◆ WHAT THE EXERCISE ASKS ◆
Give the number of lines in the records below that include the word "info", and add nothing to it.
------------------------------
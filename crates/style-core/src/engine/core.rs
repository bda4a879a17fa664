//! `StageExecutor`: ejecuta un `StageGraph` en orden sobre un
//! `WorkflowContext`.
//!
//! Cada stage recibe las variables del contexto más el output de sus
//! upstreams, su payload se valida contra el schema del stage y se guarda
//! bajo el id del stage. Cualquier `Err` detiene el run (stop-on-failure) y
//! devuelve el contexto parcial; no hay checkpoint ni resume.
use std::sync::Arc;

use log::{debug, error, info, warn};
use serde_json::{json, Value};
use tokio_util::sync::CancellationToken;
use uuid::Uuid;

use super::builder::StageGraph;
use super::outcome::{ReviewFlag, ReviewReason, RunFailure, RunOutcome};
use crate::approval::{ApprovalGate, Decision, PendingApproval};
use crate::constants::ENGINE_VERSION;
use crate::errors::{ContextError, StageError, WorkerError};
use crate::event::{EventStore, FlowEvent, FlowEventKind, InMemoryEventStore};
use crate::hashing::hash_value;
use crate::iteration::{IterationController, IterationOutcome, IterationSpec};
use crate::model::{Payload, WorkflowContext};
use crate::stage::{StageAction, StageDescriptor};

pub struct StageExecutor {
    event_store: Arc<dyn EventStore>,
    gate: Option<Arc<dyn ApprovalGate>>,
}

impl Default for StageExecutor {
    fn default() -> Self {
        Self::new()
    }
}

impl std::fmt::Debug for StageExecutor {
    fn fmt(&self, f: &mut std::fmt::Formatter<'_>) -> std::fmt::Result {
        f.debug_struct("StageExecutor").field("has_gate", &self.gate.is_some()).finish()
    }
}

impl StageExecutor {
    /// Executor con event store en memoria y sin gate de aprobación.
    pub fn new() -> Self {
        Self::with_event_store(Arc::new(InMemoryEventStore::new()))
    }

    pub fn with_event_store(event_store: Arc<dyn EventStore>) -> Self {
        Self { event_store,
               gate: None }
    }

    pub fn approval_gate(mut self, gate: Arc<dyn ApprovalGate>) -> Self {
        self.gate = Some(gate);
        self
    }

    pub fn event_store(&self) -> &Arc<dyn EventStore> {
        &self.event_store
    }

    pub fn events_for(&self, run_id: Uuid) -> Vec<FlowEvent> {
        self.event_store.list(run_id)
    }

    /// Ejecuta todos los stages. El contexto se sella antes del primer stage.
    pub fn run(&self, graph: &StageGraph, ctx: WorkflowContext, cancel: &CancellationToken) -> Result<RunOutcome, RunFailure> {
        let mut ctx = ctx.seal();
        let run_id = ctx.run_id();
        info!("run {} started ({} stages)", run_id, graph.len());
        self.emit(run_id,
                  FlowEventKind::FlowInitialized { definition_hash: graph.definition_hash().to_string(),
                                                   stage_count: graph.len() });

        if let Some(missing) = graph.required_vars().iter().find(|v| ctx.var(v).is_none()) {
            let err = StageError::Context(ContextError::MissingVar(missing.clone()));
            error!("run {} rejected: {}", run_id, err);
            return Err(RunFailure { run_id,
                                    stage_id: None,
                                    error: err,
                                    context: ctx });
        }

        let mut reviews = Vec::new();
        let mut fingerprints = Vec::with_capacity(graph.len());
        for (index, stage) in graph.stages().iter().enumerate() {
            if cancel.is_cancelled() {
                return Err(self.fail(run_id, index, stage, StageError::Cancelled, ctx));
            }
            self.emit(run_id,
                      FlowEventKind::StageStarted { stage_index: index,
                                                    stage_id: stage.id.clone() });
            debug!("run {}: stage {} '{}' ({})", run_id, index, stage.id, stage.action.label());

            let input = ctx.input_for(&stage.upstream);
            let (payload, review) = match self.execute(run_id, stage, &input, cancel) {
                Ok(done) => done,
                Err(e) => return Err(self.fail(run_id, index, stage, e, ctx)),
            };
            let output_hash = hash_value(&Value::Object(payload.clone()));
            if let Err(e) = ctx.merge_stage_output(&stage.id, payload, &stage.appends) {
                return Err(self.fail(run_id, index, stage, e.into(), ctx));
            }
            if let Some(flag) = review {
                reviews.push(flag);
            }

            let fingerprint = hash_value(&json!({
                "engine_version": ENGINE_VERSION,
                "definition_hash": graph.definition_hash(),
                "stage_index": index,
                "output_hash": output_hash,
            }));
            self.emit(run_id,
                      FlowEventKind::StageFinished { stage_index: index,
                                                     stage_id: stage.id.clone(),
                                                     output_hash,
                                                     fingerprint: fingerprint.clone() });
            fingerprints.push(fingerprint);
        }

        let result = match ctx.get(graph.result_key()).cloned() {
            Some(v) => v,
            None => {
                let err = StageError::Internal(format!("result '{}' missing after run", graph.result_key()));
                let last = graph.len() - 1;
                return Err(self.fail(run_id, last, &graph.stages()[last], err, ctx));
            }
        };
        let flow_fingerprint = hash_value(&json!({
            "engine_version": ENGINE_VERSION,
            "definition_hash": graph.definition_hash(),
            "stage_fingerprints": fingerprints,
        }));
        let needs_review = !reviews.is_empty();
        self.emit(run_id,
                  FlowEventKind::FlowCompleted { flow_fingerprint: flow_fingerprint.clone(),
                                                 needs_review });
        info!("run {} completed (needs_review={})", run_id, needs_review);
        Ok(RunOutcome { run_id,
                        context: ctx,
                        result,
                        reviews,
                        flow_fingerprint })
    }

    fn execute(&self,
               run_id: Uuid,
               stage: &StageDescriptor,
               input: &Payload,
               cancel: &CancellationToken)
               -> Result<(Payload, Option<ReviewFlag>), StageError> {
        let (payload, review) = match &stage.action {
            StageAction::Worker(invoker) => (invoker.invoke(input)?, None),
            StageAction::Iteration(spec) => self.execute_iteration(run_id, stage, spec, input, cancel)?,
        };
        stage.output
             .validate(&payload)
             .map_err(|v| WorkerError::SchemaViolation { role: stage.id.clone(),
                                                         reason: v.to_string() })?;
        Ok((payload, review))
    }

    fn execute_iteration(&self,
                         run_id: Uuid,
                         stage: &StageDescriptor,
                         spec: &IterationSpec,
                         input: &Payload,
                         cancel: &CancellationToken)
                         -> Result<(Payload, Option<ReviewFlag>), StageError> {
        let report = IterationController::new(spec, cancel).run(input)?;
        for round in &report.rounds {
            self.emit(run_id,
                      FlowEventKind::DraftProduced { stage_id: stage.id.clone(),
                                                     iteration: round.iteration,
                                                     draft_hash: hash_value(&Value::Object(round.draft.clone())) });
            self.emit(run_id,
                      FlowEventKind::CritiqueReceived { stage_id: stage.id.clone(),
                                                        iteration: round.iteration,
                                                        critique: round.critique.clone() });
        }
        let calls = report.state.producer_calls;
        self.emit(run_id,
                  FlowEventKind::IterationTerminated { stage_id: stage.id.clone(),
                                                       outcome: report.outcome.label().to_string(),
                                                       producer_calls: calls });

        let review = match &report.outcome {
            IterationOutcome::Exhausted { .. } => {
                Some(ReviewFlag { stage_id: stage.id.clone(),
                                  reason: ReviewReason::Exhausted { producer_calls: calls,
                                                                    last_critique: report.state.critique.clone() } })
            }
            IterationOutcome::Approved { draft } => self.consult_gate(run_id, stage, draft, calls),
        };
        Ok((report.outcome.into_draft(), review))
    }

    fn consult_gate(&self, run_id: Uuid, stage: &StageDescriptor, draft: &Payload, calls: u32) -> Option<ReviewFlag> {
        let gate = self.gate.as_ref()?;
        let pending = PendingApproval { run_id,
                                        stage_id: stage.id.clone(),
                                        draft: draft.clone(),
                                        producer_calls: calls };
        let decision = gate.decide(&pending);
        let (approved, reason) = match &decision {
            Decision::Approved => (true, None),
            Decision::Rejected { reason } => (false, Some(reason.clone())),
        };
        self.emit(run_id,
                  FlowEventKind::ApprovalDecided { stage_id: stage.id.clone(),
                                                   approved,
                                                   reason: reason.clone() });
        match decision {
            Decision::Approved => None,
            Decision::Rejected { reason } => {
                warn!("run {}: draft of '{}' rejected at approval: {}", run_id, stage.id, reason);
                Some(ReviewFlag { stage_id: stage.id.clone(),
                                  reason: ReviewReason::Rejected { reason } })
            }
        }
    }

    fn fail(&self, run_id: Uuid, index: usize, stage: &StageDescriptor, err: StageError, ctx: WorkflowContext) -> RunFailure {
        if err == StageError::Cancelled {
            info!("run {} cancelled at stage '{}'", run_id, stage.id);
            self.emit(run_id, FlowEventKind::FlowCancelled { stage_id: stage.id.clone() });
        } else {
            error!("run {} failed at stage '{}' ({}): {}", run_id, stage.id, err.kind(), err);
            self.emit(run_id,
                      FlowEventKind::StageFailed { stage_index: index,
                                                   stage_id: stage.id.clone(),
                                                   error: err.clone() });
        }
        RunFailure { run_id,
                     stage_id: Some(stage.id.clone()),
                     error: err,
                     context: ctx }
    }

    fn emit(&self, run_id: Uuid, kind: FlowEventKind) {
        let _ = self.event_store.append_kind(run_id, kind);
    }
}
------------------------------
◆ RESPONSE TO THIS TASK ◆
4